The future of personalized cancer treatment is on its way

BC Cancer Agency will launch innovative immunotherapy clinical trials beginning in 2017

The future of personalized cancer treatment is on its way

Sponsored by BC Cancer Foundation | Impress Branded Content

After more than a decade of laboratory research, a revolutionary approach to cancer treatment is set to launch in British Columbia with clinical trials beginning early in the new year.

Dr. Brad Nelson, director of the BC Cancer Agency’s Deeley Research Centre in Victoria, and his colleagues are joining forces with experts at the BC Cancer Agency’s Genome Sciences Centre in Vancouver to deliver truly personalized immunotherapy to patients across the province.

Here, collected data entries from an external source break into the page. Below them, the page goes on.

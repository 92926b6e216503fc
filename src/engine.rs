//! Inheritance Engine (component D): applies boosts on acquire/wait and
//! computes restorations on release/cancel.
//!
//! Every function here takes a [`HolderView`] freshly constructed by the
//! caller (`semaphore::PiSemaphore`'s methods) for the duration of one call,
//! plus a `&mut S: Scheduler`. Nothing here stores a reference past its own
//! return.

use crate::{
    holder::HolderView,
    ledger::BoostLedger,
    sched::{Scheduler, SchedulerCore, SemId},
};

/// `add_holder`: called after a task successfully acquires a count. Finds or
/// creates the holder record and increments its count. The acquirer's own
/// effective priority is never raised by its own acquire.
///
/// No-op (beyond the view lookup) if pool/slot allocation fails — the caller
/// has already logged the degradation inside `HolderView::find_or_alloc`.
pub fn add_holder<S: SchedulerCore, V: HolderView<S>>(view: &mut V, task: S::TaskRef) {
    if let Some(h) = view.find_or_alloc(task) {
        view.slot_mut(h).counts += 1;
    }
}

/// `boost_priority`: called before `waiter` blocks on `sem_id`. Applies the
/// boost rule to every live holder of the semaphore.
pub fn boost_priority<S: Scheduler<N_NEST>, V: HolderView<S>, const N_NEST: usize>(
    view: &mut V,
    sched: &mut S,
    waiter: S::TaskRef,
    sem_id: SemId,
) {
    let waiter_priority = sched.sched_priority(waiter);

    for h in view.handles() {
        let Some(htcb) = view.slot(h).holder else {
            continue;
        };
        if !sched.verify_tcb(htcb) {
            // Stale-holder handling: free the stranded record and skip it.
            log::warn!("r3_pi_sem: stale holder detected during boost_priority, freeing record");
            view.free(h);
            continue;
        }

        if N_NEST == 0 {
            // Simple mode: compare against the holder's *current* effective
            // priority, so repeated boosts compose monotonically.
            if waiter_priority > sched.sched_priority(htcb) {
                #[cfg(feature = "trace")]
                log::trace!("r3_pi_sem: boost (simple) holder to waiter priority");
                sched.set_priority(htcb, waiter_priority);
            }
        } else {
            // Nested mode: compare against base_priority (not sched_priority)
            // so the dependency is recorded even when some other boost
            // already raised the holder past the waiter's own priority.
            if waiter_priority > sched.base_priority(htcb) {
                let pushed = sched.with_ledger::<bool>(htcb, |ledger: &mut BoostLedger<S, N_NEST>| {
                    ledger.try_push(sem_id, waiter_priority)
                });
                if !pushed {
                    log::error!("r3_pi_sem: boost ledger full, dropping boost entry");
                    continue;
                }
                #[cfg(feature = "trace")]
                log::trace!("r3_pi_sem: boost (nested) pushed ledger entry");
                if waiter_priority > sched.sched_priority(htcb) {
                    sched.set_priority(htcb, waiter_priority);
                }
            }
        }
    }
}

/// `release_holder`: decrements `task`'s holder record's count. Never
/// removes the record — removal happens exclusively inside
/// `restore_baseprio`, which must observe `counts == 0` to trigger the
/// "strip all" ledger case.
pub fn release_holder<S: SchedulerCore, V: HolderView<S>>(view: &mut V, task: S::TaskRef) {
    if let Some(h) = view.find(task) {
        let slot = view.slot_mut(h);
        debug_assert!(slot.counts > 0, "release_holder on a record with zero counts");
        slot.counts = slot.counts.saturating_sub(1);
    }
}

/// Apply the restore rule to a single holder.
///
/// Simple mode: unconditional drop to `base_priority` if it differs from
/// `sched_priority`. Nested mode: strip the ledger entries named by `sem_id`
/// (all of them if the holder no longer holds any count here, else just the
/// highest-priority one) and recompute.
fn restore_one<S: Scheduler<N_NEST>, V: HolderView<S>, const N_NEST: usize>(
    view: &mut V,
    sched: &mut S,
    htcb: S::TaskRef,
    sem_id: SemId,
) {
    if N_NEST == 0 {
        let base = sched.base_priority(htcb);
        if sched.sched_priority(htcb) != base {
            #[cfg(feature = "trace")]
            log::trace!("r3_pi_sem: restore (simple) holder to base priority");
            sched.reprioritize(htcb, base);
        }
        return;
    }

    let still_holds = view
        .find(htcb)
        .map(|h| view.slot(h).counts > 0)
        .unwrap_or(false);

    let base = sched.base_priority(htcb);
    let new_priority = sched.with_ledger::<S::Priority>(htcb, |ledger| {
        if still_holds {
            ledger.strip_one_highest(sem_id);
        } else {
            ledger.strip_all(sem_id);
        }
        ledger.effective_priority(base)
    });

    if new_priority != sched.sched_priority(htcb) {
        #[cfg(feature = "trace")]
        log::trace!("r3_pi_sem: restore (nested) recomputed holder priority");
        sched.set_priority(htcb, new_priority);
    }
}

/// `restore_baseprio`: driven by the semaphore layer after a post completes.
/// `stcb` is the task that received the count, or `None` if no waiter
/// existed. Dispatches on `Scheduler::in_interrupt_context`.
pub fn restore_baseprio<S: Scheduler<N_NEST>, V: HolderView<S>, const N_NEST: usize>(
    view: &mut V,
    sched: &mut S,
    stcb: Option<S::TaskRef>,
    sem_id: SemId,
) {
    if sched.in_interrupt_context() {
        // Poster is not a participant.
        if stcb.is_some() {
            // Apply the restore rule to every holder on behalf of the
            // now-departed waiter `stcb`.
            for h in view.handles() {
                if let Some(htcb) = view.slot(h).holder {
                    restore_one::<S, V, N_NEST>(view, sched, htcb, sem_id);
                }
            }
        }
        // No waiter existed: nothing to restore (the poster isn't a holder
        // here, so there's no record of its own to reclaim either).
        #[cfg(feature = "verify_holder")]
        crate::debug::verify_holder::<S, V, N_NEST>(view, sched, sem_id);
        return;
    }

    // Task context: the poster is itself a holder. Two-pass ordering is
    // mandatory (see DESIGN.md / SPEC_FULL §5): restoring the poster mid-
    // iteration could make it preemptible, so every other holder must be
    // settled first.
    let rtcb = sched.current_task();

    if stcb.is_some() {
        // Pass 1: every holder other than `rtcb`.
        for h in view.handles() {
            if let Some(htcb) = view.slot(h).holder {
                if htcb != rtcb {
                    restore_one::<S, V, N_NEST>(view, sched, htcb, sem_id);
                }
            }
        }

        // Embedded mode only: reclaim `rtcb`'s own slot between passes if its
        // count has already reached zero, to free a slot before the
        // preemption window pass 2 may open (see `HolderView::EARLY_RECLAIM`).
        if V::EARLY_RECLAIM {
            view.find_and_free_if_zero(rtcb);
        }

        // Pass 2: the poster alone.
        restore_one::<S, V, N_NEST>(view, sched, rtcb, sem_id);
    }

    // After both passes (or when `stcb` is empty), `rtcb`'s own record is
    // reclaimed if its count has reached zero — the poster just released a
    // count on this semaphore whether or not anyone was waiting for it.
    view.find_and_free_if_zero(rtcb);

    #[cfg(feature = "verify_holder")]
    crate::debug::verify_holder::<S, V, N_NEST>(view, sched, sem_id);
}

/// `canceled`: a waiter's wait was aborted (e.g. by signal) before it ever
/// received a count. Semantically equivalent to `restore_baseprio` with that
/// waiter as `stcb`, applied to every holder regardless of context, since the
/// poster (if any) is not involved in a cancellation.
pub fn canceled<S: Scheduler<N_NEST>, V: HolderView<S>, const N_NEST: usize>(
    view: &mut V,
    sched: &mut S,
    stcb: S::TaskRef,
    sem_id: SemId,
) {
    let _ = stcb; // the departed waiter's identity carries no further data the restore rule needs
    for h in view.handles() {
        if let Some(htcb) = view.slot(h).holder {
            restore_one::<S, V, N_NEST>(view, sched, htcb, sem_id);
        }
    }
}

Immunotherapy uses the body’s immune system to help combat cancer. T cells are the immune cells that circulate through the body searching for diseased cells to eliminate. In this case, the concept is to collect, activate, and expand a patient’s own cancer-fighting T cells and infuse large numbers of them back into the patient’s bloodstream.

Once in circulation, the T cells are expected to recognize and destroy cancer cells throughout the body, thereby “super charging” the patient’s immune response to their cancer.

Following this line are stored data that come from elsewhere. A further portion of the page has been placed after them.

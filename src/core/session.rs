//! Local session record, owned by the sync loop.

use std::time::{Duration, Instant};

use chrono::{DateTime, Local};

use crate::commands::DEFAULT_SPEED;

#[derive(Debug, Clone, Copy, PartialEq, Eq)]
pub enum ConnectionStatus {
    /// No poll has settled yet.
    Connecting,
    Connected,
    Error,
    Stalled,
}

impl ConnectionStatus {
    pub fn label(self) -> &'static str {
        match self {
            ConnectionStatus::Connecting => "Connecting...",
            ConnectionStatus::Connected => "Connected",
            ConnectionStatus::Error => "Connection Error",
            ConnectionStatus::Stalled => "Updates Stalled",
        }
    }

    pub fn is_healthy(self) -> bool {
        matches!(self, ConnectionStatus::Connected)
    }

    /// Status from the most recent attempt and the age of the last success.
    ///
    /// Staleness dominates: a run of failures that outlasts `stale_after` reads
    /// as `Stalled`, not `Error`.
    pub fn derive(
        last_attempt: Option<AttemptOutcome>,
        since_success: Duration,
        stale_after: Duration,
    ) -> Self {
        if since_success > stale_after {
            return ConnectionStatus::Stalled;
        }
        match last_attempt {
            None => ConnectionStatus::Connecting,
            Some(AttemptOutcome::Succeeded) => ConnectionStatus::Connected,
            Some(AttemptOutcome::Failed) => ConnectionStatus::Error,
        }
    }
}

#[derive(Debug, Clone, Copy, PartialEq, Eq)]
pub enum AttemptOutcome {
    Succeeded,
    Failed,
}

/// Optimistic control change waiting for the server to confirm it.
#[derive(Debug, Clone, Copy, PartialEq)]
pub struct Pending<T> {
    pub value: T,
    pub issued_at: Instant,
}

#[derive(Debug, Clone)]
pub struct SyncSession {
    started_at: Instant,
    last_success: Option<Instant>,
    last_success_wall: Option<DateTime<Local>>,
    last_attempt: Option<AttemptOutcome>,
    status: ConnectionStatus,
    processed_logs: usize,
    last_episode: u32,
    speed: f64,
    paused: bool,
    pending_speed: Option<Pending<f64>>,
    pending_pause: Option<Pending<bool>>,
}

impl SyncSession {
    pub fn new(now: Instant) -> Self {
        Self {
            started_at: now,
            last_success: None,
            last_success_wall: None,
            last_attempt: None,
            status: ConnectionStatus::Connecting,
            processed_logs: 0,
            last_episode: 0,
            speed: DEFAULT_SPEED,
            paused: false,
            pending_speed: None,
            pending_pause: None,
        }
    }

    pub fn status(&self) -> ConnectionStatus {
        self.status
    }

    pub fn last_success(&self) -> Option<Instant> {
        self.last_success
    }

    pub fn last_success_wall(&self) -> Option<DateTime<Local>> {
        self.last_success_wall
    }

    pub fn processed_logs(&self) -> usize {
        self.processed_logs
    }

    pub fn last_episode(&self) -> u32 {
        self.last_episode
    }

    pub fn speed(&self) -> f64 {
        self.speed
    }

    pub fn is_paused(&self) -> bool {
        self.paused
    }

    pub fn pending_speed(&self) -> Option<Pending<f64>> {
        self.pending_speed
    }

    pub fn pending_pause(&self) -> Option<Pending<bool>> {
        self.pending_pause
    }

    /// Time since the last success, or since the session started if there was none.
    pub fn since_success(&self, now: Instant) -> Duration {
        now.saturating_duration_since(self.last_success.unwrap_or(self.started_at))
    }

    /// Re-derive the status at `now`. Returns the previous status when it changed.
    pub fn refresh_status(
        &mut self,
        now: Instant,
        stale_after: Duration,
    ) -> Option<ConnectionStatus> {
        let since = self.since_success(now);
        let next = ConnectionStatus::derive(self.last_attempt, since, stale_after);
        if next == self.status {
            return None;
        }
        let prev = self.status;
        self.status = next;
        Some(prev)
    }

    pub(crate) fn record_success(&mut self, now: Instant, wall: DateTime<Local>) {
        self.last_success = Some(now);
        self.last_success_wall = Some(wall);
        self.last_attempt = Some(AttemptOutcome::Succeeded);
    }

    pub(crate) fn record_failure(&mut self) {
        self.last_attempt = Some(AttemptOutcome::Failed);
    }

    pub(crate) fn set_processed_logs(&mut self, count: usize) {
        self.processed_logs = count;
    }

    pub(crate) fn set_last_episode(&mut self, episode: u32) {
        self.last_episode = episode;
    }

    pub(crate) fn set_speed(&mut self, speed: f64) {
        self.speed = speed;
    }

    pub(crate) fn set_paused(&mut self, paused: bool) {
        self.paused = paused;
    }

    pub(crate) fn set_pending_speed(&mut self, pending: Option<Pending<f64>>) {
        self.pending_speed = pending;
    }

    pub(crate) fn set_pending_pause(&mut self, pending: Option<Pending<bool>>) {
        self.pending_pause = pending;
    }
}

The Deeley Research Centre is just one of three labs in Canada focusing on T cell immunotherapy, and is globally recognized for its work on ovarian cancer.

Thanks to the generous support of BC Cancer Foundation donors, the state-of-the-art Conconi Family Immunotherapy Lab at the BC Cancer Agency’s Deeley Research Centre will allow the research team to grow large numbers of potent, high quality T cells for re-infusion in patients participating in the upcoming clinical trials.

“T cell therapy is the most exciting development I have seen in my career, and research in this area has produced fantastic results,” says Dr. Nelson.

“Initial trials will focus on cervical, endometrial and ovarian cancer. With further support, we hope to extend our work to blood cancers, where genetic engineering will be used to give the T cells an extra boost in their power and precision.”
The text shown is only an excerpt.